With each passing day, President William Ruto continues to record and shape his legacy with defining actions and pronouncements that inform policy shifts. In his quest to change the country for the better, Dr Ruto should not relent on the fervent commitment he made to the people during and after the campaign trail that included economic recovery from the base up, draining the swamp of vicious cartels and making institutions work.

'Mambo matatu' has found itself in our lingo and would be a clarion call to crush the rapacious cartels that have permeated the inner sanctum of our governance systems. By ruthlessly going after them with the three options that have no escape route, Ruto will have done something that will surely outlive him. The noise and relentless defensive antics employed by purveyors of graft and merchants of impunity clearly tell us that the 'mambo matatu' spur struck a raw nerve.

When Ruto is done fixing healthcare, chronic unemployment and soaring cost of living through agriculture and other long-term interventions, he must devote energies to cementing an enduring legacy on how to inject verve and working systems in public service. It is common knowledge that much is not expected in public services that are characterised by a bad working culture, laissez-faire attitude and weak accountable systems that have subjected the public sector to ridicule.

A reliable, seamless system where service delivery is the core mandate is the mark Ruto should endeavour to leave. Every Kenyan seeking service from any government agency must be guaranteed of excellence and impeccable delivery. This will be achievable when all the middlemen, the to-go-to people, cartels, busybodies, influence peddlers and compromised civil servants are rid of the service. In radical measures to reduce wastage, profligacy and galloping bottlenecks in public service, Ruto will make it unattractive to the greedy and crafty fellows whose single motivation to enter the service is to loot and self-aggrandisement.

There is absolutely no justification for senior State officers to be cruising around with fleets of top-of-the-range Toyota Land Cruiser Prado, 70th-anniversary VXLs disorienting Kenyans on public roads. Why would ministries be paying rent at ridiculously exorbitant rates in high-end suburbs when the government offices are lying in neglect and only need a bit of tidying up by way of refurbishment? The less said about the cost of running the State offices the better. It is perhaps time to rethink the public service appraisal regime and come up with an innovative mechanism that will get the best out of employees.

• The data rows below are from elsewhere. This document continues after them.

#![allow(dead_code)]

use async_trait::async_trait;
use finhealth::error::ClientError;
use finhealth::model::{AnalysisRequest, AnalysisResult, AuditLogEntry};
use finhealth::service::{AnalysisService, ServiceResult};
use reqwest::StatusCode;
use serde_json::{json, Value};
use std::sync::atomic::{AtomicUsize, Ordering};
use std::sync::{Arc, Mutex};
use tokio::sync::Notify;

/// What a mocked endpoint answers with.
#[derive(Debug, Clone)]
pub enum Reply {
  Json(Value),
  Status(u16, String),
  Unreachable(String),
}

impl Reply {
  fn into_result(self, endpoint: &str) -> ServiceResult<Value> {
    match self {
      Reply::Json(value) => Ok(value),
      Reply::Status(code, body) => {
        Err(ClientError::service(StatusCode::from_u16(code).unwrap(), &body))
      }
      Reply::Unreachable(message) => Err(ClientError::transport(endpoint, message)),
    }
  }
}

/// Mock analysis service for testing
pub struct MockService {
  pub analyze_reply: Mutex<Reply>,
  pub bank_reply: Mutex<Reply>,
  pub report_reply: Mutex<Result<Vec<u8>, Reply>>,
  pub logs_reply: Mutex<Reply>,
  pub analyze_calls: AtomicUsize,
  pub bank_calls: AtomicUsize,
  pub report_calls: AtomicUsize,
  pub log_calls: AtomicUsize,
  pub last_request: Mutex<Option<AnalysisRequest>>,
  pub last_report: Mutex<Option<(String, AnalysisResult)>>,
  /// When set, `analyze` waits for a permit before answering
  pub gate: Option<Arc<Notify>>,
  /// When set, `connect_bank` waits for a permit before answering
  pub bank_gate: Option<Arc<Notify>>,
}

impl Default for MockService {
  fn default() -> Self {
    Self::new()
  }
}

impl MockService {
  pub fn new() -> Self {
    Self {
      analyze_reply: Mutex::new(Reply::Json(acme_result())),
      bank_reply: Mutex::new(Reply::Json(sbi_feed())),
      report_reply: Mutex::new(Ok(b"%PDF-1.4 investor report".to_vec())),
      logs_reply: Mutex::new(Reply::Json(json!([audit_entry(1, "Acme")]))),
      analyze_calls: AtomicUsize::new(0),
      bank_calls: AtomicUsize::new(0),
      report_calls: AtomicUsize::new(0),
      log_calls: AtomicUsize::new(0),
      last_request: Mutex::new(None),
      last_report: Mutex::new(None),
      gate: None,
      bank_gate: None,
    }
  }

  pub fn gated(gate: Arc<Notify>) -> Self {
    Self { gate: Some(gate), ..Self::new() }
  }

  pub fn bank_gated(gate: Arc<Notify>) -> Self {
    Self { bank_gate: Some(gate), ..Self::new() }
  }

  pub fn set_analyze(&self, reply: Reply) {
    *self.analyze_reply.lock().unwrap() = reply;
  }

  pub fn set_bank(&self, reply: Reply) {
    *self.bank_reply.lock().unwrap() = reply;
  }

  pub fn set_report(&self, reply: Result<Vec<u8>, Reply>) {
    *self.report_reply.lock().unwrap() = reply;
  }

  pub fn set_logs(&self, reply: Reply) {
    *self.logs_reply.lock().unwrap() = reply;
  }

  pub fn analyze_count(&self) -> usize {
    self.analyze_calls.load(Ordering::SeqCst)
  }

  pub fn bank_count(&self) -> usize {
    self.bank_calls.load(Ordering::SeqCst)
  }

  pub fn report_count(&self) -> usize {
    self.report_calls.load(Ordering::SeqCst)
  }

  pub fn log_count(&self) -> usize {
    self.log_calls.load(Ordering::SeqCst)
  }

  pub fn sent_csv(&self) -> Option<String> {
    self
      .last_request
      .lock()
      .unwrap()
      .as_ref()
      .map(|request| String::from_utf8(request.source_file.bytes.clone()).unwrap())
  }
}

#[async_trait]
impl AnalysisService for MockService {
  async fn analyze(&self, request: &AnalysisRequest) -> ServiceResult<AnalysisResult> {
    self.analyze_calls.fetch_add(1, Ordering::SeqCst);
    *self.last_request.lock().unwrap() = Some(request.clone());

    if let Some(gate) = &self.gate {
      gate.notified().await;
    }

    let reply = self.analyze_reply.lock().unwrap().clone();
    let value = reply.into_result("/analyze")?;
    Ok(serde_json::from_value(value).unwrap())
  }

  async fn connect_bank(&self, _bank_name: &str) -> ServiceResult<Value> {
    self.bank_calls.fetch_add(1, Ordering::SeqCst);

    if let Some(gate) = &self.bank_gate {
      gate.notified().await;
    }

    let reply = self.bank_reply.lock().unwrap().clone();
    reply.into_result("/connect_bank")
  }

  async fn generate_report(
    &self,
    company_name: &str,
    result: &AnalysisResult,
  ) -> ServiceResult<Vec<u8>> {
    self.report_calls.fetch_add(1, Ordering::SeqCst);
    *self.last_report.lock().unwrap() = Some((company_name.to_string(), result.clone()));
    let reply = self.report_reply.lock().unwrap().clone();
    match reply {
      Ok(bytes) => Ok(bytes),
      Err(reply) => reply.into_result("/generate_report").map(|_| Vec::new()),
    }
  }

  async fn compliance_logs(&self) -> ServiceResult<Vec<AuditLogEntry>> {
    self.log_calls.fetch_add(1, Ordering::SeqCst);
    let reply = self.logs_reply.lock().unwrap().clone();
    let value = reply.into_result("/compliance_logs")?;
    Ok(serde_json::from_value(value).unwrap())
  }
}

pub fn acme_result() -> Value {
  json!({
    "metrics": {
      "Total Revenue": 1000,
      "Total Expenses": 600,
      "Net Profit": 400,
      "Profit Margin": "40%"
    },
    "health_score": 72,
    "ai_analysis": "```json\n{\"executive_summary\":\"Healthy\"}\n```"
  })
}

pub fn sbi_feed() -> Value {
  json!({
    "bank_name": "SBI",
    "account_id": "XX-4821",
    "current_balance": 182000,
    "currency": "USD",
    "transactions": [
      {"date": "2024-05-20", "description": "Client Payment - inv#2023", "amount": 15400, "category": "Revenue"},
      {"date": "2024-05-14", "description": "Staff Payroll", "amount": -9200, "category": "Payroll"},
      {"date": "2024-05-02", "description": "Office Rent", "amount": -2500, "category": "Operational"}
    ]
  })
}

pub fn audit_entry(id: u64, company: &str) -> Value {
  json!({
    "id": id,
    "timestamp": "2024-05-21T09:30:00.000123",
    "company_name": company,
    "action_type": "AI Risk Assessment",
    "ai_model": "GPT-5",
    "decision_summary": "Credit: High"
  })
}
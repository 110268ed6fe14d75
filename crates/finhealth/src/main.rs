use anyhow::Result;
use clap::{Args, Parser, Subcommand};
use finhealth::commands::{self, Dashboard, OutputOptions};
use finhealth::config::{ClientConfig, CompanyProfile, Industry, DEFAULT_LANGUAGE};
use finhealth::logging;
use std::path::PathBuf;

#[derive(Parser)]
#[command(name = "finhealth")]
#[command(about = "SME financial health dashboard - analyze statements, connect banks, export reports")]
#[command(version)]
struct Cli {
  /// Base URL of the analysis service [default: $FINHEALTH_API_URL or http://127.0.0.1:8000]
  #[arg(long, global = true)]
  api_url: Option<String>,

  /// Request timeout in seconds [default: $FINHEALTH_TIMEOUT_SECS or 30]
  #[arg(long, global = true, value_parser = clap::value_parser!(u64).range(1..))]
  timeout_secs: Option<u64>,

  /// Show debug diagnostics
  #[arg(short, long, global = true)]
  verbose: bool,

  #[command(subcommand)]
  command: Commands,
}

#[derive(Args)]
struct ProfileArgs {
  /// Company name the analysis is for
  #[arg(short, long, default_value = "")]
  company: String,

  /// Industry of the company
  #[arg(short, long, value_enum, default_value_t = Industry::Retail)]
  industry: Industry,

  /// Language for the AI narrative
  #[arg(short, long, default_value = DEFAULT_LANGUAGE)]
  language: String,
}

impl From<&ProfileArgs> for CompanyProfile {
  fn from(args: &ProfileArgs) -> Self {
    CompanyProfile::new(args.company.clone(), args.industry).with_language(args.language.clone())
  }
}

#[derive(Args)]
struct OutputArgs {
  /// Print the dashboard as JSON
  #[arg(long)]
  json: bool,

  /// Export the investor report (PDF) into this directory
  #[arg(long)]
  report_dir: Option<PathBuf>,
}

impl From<&OutputArgs> for OutputOptions {
  fn from(args: &OutputArgs) -> Self {
    OutputOptions { json: args.json, report_dir: args.report_dir.clone() }
  }
}

#[derive(Subcommand)]
enum Commands {
  /// Upload a statement (.csv, .pdf or GSTR-1 .json) for analysis
  Analyze {
    /// Statement to upload
    #[arg(short, long)]
    file: Option<PathBuf>,

    #[command(flatten)]
    profile: ProfileArgs,

    #[command(flatten)]
    output: OutputArgs,
  },
  /// Connect a simulated bank feed and analyze it right away
  ConnectBank {
    /// Bank to connect (HDFC Bank, ICICI Bank, SBI, Chase)
    bank: String,

    #[command(flatten)]
    profile: ProfileArgs,

    #[command(flatten)]
    output: OutputArgs,
  },
  /// Show the compliance audit log
  Logs {
    /// Print the log as JSON
    #[arg(long)]
    json: bool,
  },
}

#[tokio::main(flavor = "current_thread")]
async fn main() {
  let cli = Cli::parse();
  logging::init_tracing(cli.verbose);

  if let Err(e) = run(cli).await {
    logging::error(&format!("{e:#}"));
    std::process::exit(1);
  }
}

async fn run(cli: Cli) -> Result<()> {
  let config = ClientConfig::from_env().with_overrides(cli.api_url, cli.timeout_secs);

  let dashboard = Dashboard::connect(&config)?;
  dashboard.start().await;

  match cli.command {
    Commands::Analyze { file, profile, output } => {
      let profile = CompanyProfile::from(&profile);
      let output = OutputOptions::from(&output);
      commands::analyze::handle(&dashboard, &profile, file, &output).await
    }
    Commands::ConnectBank { bank, profile, output } => {
      let profile = CompanyProfile::from(&profile);
      let output = OutputOptions::from(&output);
      commands::connect_bank::handle(&dashboard, &profile, &bank, &output).await
    }
    Commands::Logs { json } => commands::logs::handle(&dashboard, json).await,
  }
}
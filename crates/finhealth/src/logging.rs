//! Console output for the finhealth CLI.
//!
//! User-facing lines go to stderr with a short colored tag, so stdout stays
//! clean for `--json` output. Library diagnostics go through `tracing`;
//! [`init_tracing`] wires them to the same stream.

use chrono::Local;
use colored::*;
use tracing_subscriber::EnvFilter;

#[derive(Debug, Clone, Copy, PartialEq, Eq)]
pub enum Level {
  Info,
  Warn,
  Error,
  Debug,
  Success,
}

impl Level {
  fn tag(self) -> &'static str {
    match self {
      Level::Info => "info",
      Level::Warn => "warn",
      Level::Error => "error",
      Level::Debug => "debug",
      Level::Success => "sccs",
    }
  }

  fn color(self) -> Color {
    match self {
      Level::Info => Color::Blue,
      Level::Warn => Color::Yellow,
      Level::Error => Color::Red,
      Level::Debug => Color::Magenta,
      Level::Success => Color::Green,
    }
  }
}

/// Install the tracing subscriber. `RUST_LOG` wins when set.
pub fn init_tracing(verbose: bool) {
  let fallback = if verbose { "finhealth=debug" } else { "warn" };
  let filter = EnvFilter::try_from_default_env().unwrap_or_else(|_| EnvFilter::new(fallback));

  // A second init (tests, embedding) keeps the first subscriber.
  let _ = tracing_subscriber::fmt()
    .with_env_filter(filter)
    .with_writer(std::io::stderr)
    .with_target(false)
    .try_init();
}

fn prefix(level: Level) -> String {
  let tag = level.tag();
  format!("[{}]{:<width$}", tag.color(level.color()).bold(), "", width = 7 - tag.len() - 2)
}

/// Write every line of `message` with the level's prefix.
pub fn emit(level: Level, message: &str) {
  let prefix = prefix(level);
  for line in message.lines() {
    eprintln!("{prefix} {line}");
  }
}

pub fn info(message: &str) {
  emit(Level::Info, message);
}

pub fn warn(message: &str) {
  emit(Level::Warn, message);
}

pub fn error(message: &str) {
  emit(Level::Error, message);
}

pub fn debug(message: &str) {
  emit(Level::Debug, message);
}

pub fn success(message: &str) {
  emit(Level::Success, message);
}

/// Timestamped line for workflow transitions.
pub fn event(level: Level, message: &str) {
  let timestamp = Local::now().format("%H:%M:%S").to_string();
  let prefix = format!("[{}] [{}]", "event".color(level.color()).bold(), timestamp.cyan());
  for line in message.lines() {
    eprintln!("{prefix} {line}");
  }
}

pub fn rule(width: usize, ch: char) -> String {
  ch.to_string().repeat(width)
}
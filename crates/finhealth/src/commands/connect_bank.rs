use super::{Dashboard, OutputOptions};
use crate::config::{CompanyProfile, KNOWN_BANKS};
use crate::logging;
use crate::source::SourceSelection;
use anyhow::Result;

pub async fn handle(
  dashboard: &Dashboard,
  profile: &CompanyProfile,
  bank: &str,
  options: &OutputOptions,
) -> Result<()> {
  if !KNOWN_BANKS.iter().any(|known| known.eq_ignore_ascii_case(bank.trim())) {
    logging::warn(&format!("'{bank}' is not one of the usual banks ({})", KNOWN_BANKS.join(", ")));
  }

  logging::info(&format!("Connecting to {bank} for {}", profile.company_name));
  let selection = SourceSelection::Bank(bank.to_string());
  let outcome = dashboard.orchestrator.run(selection, profile).await;
  dashboard.present(outcome, profile, options, "Bank connection failed").await
}
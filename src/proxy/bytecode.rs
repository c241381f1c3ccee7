//! EIP-1167 minimal-proxy bytecode parsing
//!
//! A minimal proxy's runtime code is a fixed template around the target
//! address; matching it is pure byte inspection, no chain access.

use alloy::primitives::hex;

use crate::types::Address;

/// Shared opening sequence up to the PUSH of the target address
const PREFIX: [u8; 9] = hex!("363d3d373d3d3d363d");

/// Final four bytes of the template (`JUMPI REVERT JUMPDEST RETURN`)
const SUFFIX: [u8; 4] = hex!("57fd5bf3");

/// Fixed bytes between the pushed address and the suffix
const MID_LEN: usize = 11;

/// Extract the hard-coded target from EIP-1167 runtime bytecode.
///
/// The code must start with the shared prefix, followed by one PUSHn
/// opcode with `n` in `1..=20`, the `n` address bytes (left-padded to 20
/// when shorter), and a tail ending in the fixed suffix. Returns `None`
/// on any mismatch.
pub fn parse_minimal_proxy(code: &[u8]) -> Option<Address> {
    if code.len() <= PREFIX.len() || code[..PREFIX.len()] != PREFIX {
        return None;
    }

    // PUSH1 (0x60) through PUSH20 (0x73)
    let push = code[PREFIX.len()];
    if !(0x60..=0x73).contains(&push) {
        return None;
    }
    let addr_len = (push - 0x5f) as usize;

    let addr_start = PREFIX.len() + 1;
    if code.len() < addr_start + addr_len + MID_LEN + SUFFIX.len() {
        return None;
    }
    if code[code.len() - SUFFIX.len()..] != SUFFIX {
        return None;
    }

    let mut target = [0u8; 20];
    target[20 - addr_len..].copy_from_slice(&code[addr_start..addr_start + addr_len]);
    Some(Address::from(target))
}
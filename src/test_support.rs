//! In-memory [`ChainRpc`] stub shared by unit tests

use std::collections::HashMap;
use std::sync::Mutex;

use async_trait::async_trait;
use tokio_util::sync::CancellationToken;

use crate::errors::RpcError;
use crate::traits::ChainRpc;
use crate::types::{Address, Bytes, B256};

/// Number of adapter operations a stub has served, for asserting that
/// cache hits skip the chain entirely.
#[derive(Debug, Default, Clone, Copy)]
pub struct CallCounts {
    pub code_at: usize,
    pub storage_at: usize,
    pub calls: usize,
}

/// Scripted chain state: unset storage reads as zero, unmapped calls
/// revert, unknown addresses have no code. `network_down()` turns every
/// operation into a transport failure.
#[derive(Default)]
pub struct StubRpc {
    code: HashMap<Address, Bytes>,
    storage: HashMap<(Address, B256), B256>,
    calls: HashMap<(Address, Bytes), Bytes>,
    network_down: bool,
    counts: Mutex<CallCounts>,
}

impl StubRpc {
    pub fn new() -> Self {
        Self::default()
    }

    pub fn with_code(mut self, address: Address, code: &[u8]) -> Self {
        self.code.insert(address, Bytes::copy_from_slice(code));
        self
    }

    pub fn with_storage(mut self, address: Address, slot: B256, word: B256) -> Self {
        self.storage.insert((address, slot), word);
        self
    }

    /// Script an `eth_call` answer for the padded-selector calldata the
    /// probes send.
    pub fn with_call(mut self, to: Address, selector: B256, ret: &[u8]) -> Self {
        self.calls.insert(
            (to, Bytes::copy_from_slice(selector.as_slice())),
            Bytes::copy_from_slice(ret),
        );
        self
    }

    pub fn network_down(mut self) -> Self {
        self.network_down = true;
        self
    }

    pub fn counts(&self) -> CallCounts {
        *self.counts.lock().expect("counts lock poisoned")
    }

    fn check_up(&self) -> Result<(), RpcError> {
        if self.network_down {
            Err(RpcError::Transport("connection refused".to_string()))
        } else {
            Ok(())
        }
    }
}

#[async_trait]
impl ChainRpc for StubRpc {
    async fn code_at(
        &self,
        address: Address,
        cancel: &CancellationToken,
    ) -> Result<Bytes, RpcError> {
        self.counts.lock().expect("counts lock poisoned").code_at += 1;
        self.check_up()?;
        if cancel.is_cancelled() {
            return Err(RpcError::Cancelled);
        }
        Ok(self.code.get(&address).cloned().unwrap_or_default())
    }

    async fn storage_at(
        &self,
        address: Address,
        slot: B256,
        cancel: &CancellationToken,
    ) -> Result<B256, RpcError> {
        self.counts.lock().expect("counts lock poisoned").storage_at += 1;
        self.check_up()?;
        if cancel.is_cancelled() {
            return Err(RpcError::Cancelled);
        }
        Ok(self
            .storage
            .get(&(address, slot))
            .copied()
            .unwrap_or(B256::ZERO))
    }

    async fn call(
        &self,
        to: Address,
        data: Bytes,
        cancel: &CancellationToken,
    ) -> Result<Bytes, RpcError> {
        self.counts.lock().expect("counts lock poisoned").calls += 1;
        self.check_up()?;
        if cancel.is_cancelled() {
            return Err(RpcError::Cancelled);
        }
        self.calls
            .get(&(to, data))
            .cloned()
            .ok_or_else(|| RpcError::Execution("execution reverted".to_string()))
    }
}
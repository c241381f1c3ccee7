//! Chain RPC adapter backed by an alloy HTTP provider
//!
//! Wraps the three node operations the service needs (`eth_getCode`,
//! `eth_getStorageAt`, `eth_call`) behind the [`ChainRpc`] trait, with
//! cancellation support on every call. The provider is opened per
//! request and dropped with it; no pooling across requests.

use alloy::{
    network::TransactionBuilder,
    providers::{Provider, RootProvider},
    rpc::types::TransactionRequest,
};
use async_trait::async_trait;
use tokio_util::sync::CancellationToken;

use crate::errors::RpcError;
use crate::traits::ChainRpc;
use crate::types::{Address, Bytes, B256, U256};

/// [`ChainRpc`] implementation over a single HTTP JSON-RPC endpoint.
#[derive(Debug)]
pub struct HttpChainRpc {
    provider: RootProvider,
}

impl HttpChainRpc {
    /// Connect to `rpc_url` (a full URL including the scheme).
    ///
    /// Only URL parsing happens here; the first network round-trip is
    /// deferred to the first operation.
    pub fn connect(rpc_url: &str) -> Result<Self, RpcError> {
        let url = rpc_url
            .parse()
            .map_err(|_| RpcError::InvalidUrl(rpc_url.to_string()))?;
        Ok(Self {
            provider: RootProvider::new_http(url),
        })
    }
}

#[async_trait]
impl ChainRpc for HttpChainRpc {
    async fn code_at(
        &self,
        address: Address,
        cancel: &CancellationToken,
    ) -> Result<Bytes, RpcError> {
        let request = async { self.provider.get_code_at(address).await };
        tokio::select! {
            _ = cancel.cancelled() => Err(RpcError::Cancelled),
            code = request => code.map_err(RpcError::from),
        }
    }

    async fn storage_at(
        &self,
        address: Address,
        slot: B256,
        cancel: &CancellationToken,
    ) -> Result<B256, RpcError> {
        let request = async {
            self.provider
                .get_storage_at(address, U256::from_be_bytes(slot.0))
                .await
        };
        tokio::select! {
            _ = cancel.cancelled() => Err(RpcError::Cancelled),
            word = request => word.map(B256::from).map_err(RpcError::from),
        }
    }

    async fn call(
        &self,
        to: Address,
        data: Bytes,
        cancel: &CancellationToken,
    ) -> Result<Bytes, RpcError> {
        let tx = TransactionRequest::default().with_to(to).with_input(data);
        let request = async { self.provider.call(tx).await };
        tokio::select! {
            _ = cancel.cancelled() => Err(RpcError::Cancelled),
            output = request => output.map_err(RpcError::from),
        }
    }
}
//! Core types for ABI resolution and proxy classification

pub use alloy::primitives::{Address, Bytes, B256, U256};
use serde::Serialize;

/// Proxy standard a contract was classified against
#[derive(Debug, Clone, Copy, PartialEq, Eq, Serialize)]
pub enum ProxyKind {
    /// EIP-1167 minimal proxy; target hard-coded in bytecode
    Eip1167,
    /// EIP-1967 logic slot
    Eip1967Direct,
    /// EIP-1967 beacon slot, resolved through the beacon contract
    Eip1967Beacon,
    /// EIP-1822 (UUPS) logic slot
    Eip1822,
    /// OpenZeppelin legacy unstructured-storage slot
    OpenZeppelin,
    /// Answered an `implementation()`-style view call
    /// (EIP-897, Gnosis Safe, Compound comptroller)
    InterfaceCall,
}

/// Result of a positive proxy classification
#[derive(Debug, Clone, Copy, PartialEq, Eq)]
pub struct ProxyInfo {
    /// Resolved implementation address; never the zero address
    pub target: Address,
    /// Which pattern matched
    pub kind: ProxyKind,
    /// True only for EIP-1167: the target cannot change
    pub immutable: bool,
}

/// One resolved ABI, as stored in the cache and returned to callers
///
/// Invariant: `is_proxy` holds exactly when `implementation` is set.
#[derive(Debug, Clone, PartialEq, Eq)]
pub struct CacheRecord {
    /// ABI JSON, byte-identical to what the upstream source provided
    pub abi: String,
    /// Implementation address when the contract is a proxy
    pub implementation: Option<Address>,
    /// Whether proxy detection classified the contract
    pub is_proxy: bool,
    /// Whether the ABI came from the decompiler rather than an explorer
    pub is_decompiled: bool,
}

/// Wire shape of a successful `/abi` response
#[derive(Debug, Clone, Serialize)]
#[serde(rename_all = "camelCase")]
pub struct AbiResponse {
    pub abi: String,
    /// Checksummed implementation address, or null for non-proxies
    pub implementation: Option<String>,
    pub is_proxy: bool,
    pub is_decompiled: bool,
}

impl From<CacheRecord> for AbiResponse {
    fn from(record: CacheRecord) -> Self {
        Self {
            abi: record.abi,
            implementation: record.implementation.map(|addr| addr.to_string()),
            is_proxy: record.is_proxy,
            is_decompiled: record.is_decompiled,
        }
    }
}

#[cfg(test)]
mod tests {
    use super::*;
    use alloy::primitives::address;

    #[test]
    fn response_renders_checksummed_implementation() {
        let record = CacheRecord {
            abi: "[]".to_string(),
            implementation: Some(address!("43506849d7c04f9138d1a2050bbf3a0c054402dd")),
            is_proxy: true,
            is_decompiled: false,
        };
        let response = AbiResponse::from(record);
        assert_eq!(
            response.implementation.as_deref(),
            Some("0x43506849D7C04F9138D1A2050bbF3A0c054402dd")
        );
    }

    #[test]
    fn response_serializes_camel_case_fields() {
        let record = CacheRecord {
            abi: "[]".to_string(),
            implementation: None,
            is_proxy: false,
            is_decompiled: true,
        };
        let json = serde_json::to_value(AbiResponse::from(record)).unwrap();
        assert_eq!(json["abi"], "[]");
        assert_eq!(json["implementation"], serde_json::Value::Null);
        assert_eq!(json["isProxy"], false);
        assert_eq!(json["isDecompiled"], true);
    }
}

The working culture, punctuated with complacency brought about by assurances of permanent and pensionable terms must be re-evaluated. The service should only attract those who are willing to stake it out, and diligently slog out to serve their country and God in the fulfilling spirit of patriotism.

A stable, self-regulating and revamped public service will outlive individuals and will be an eternal reward to Kenyans now and in future. Deliberate, strategic and an all-out war on endemic corruption will do Kenyans untold good. Paying lip service, superficial efforts for the kicks and waging it for political reasons has clawed back efforts and emboldened the bad elements.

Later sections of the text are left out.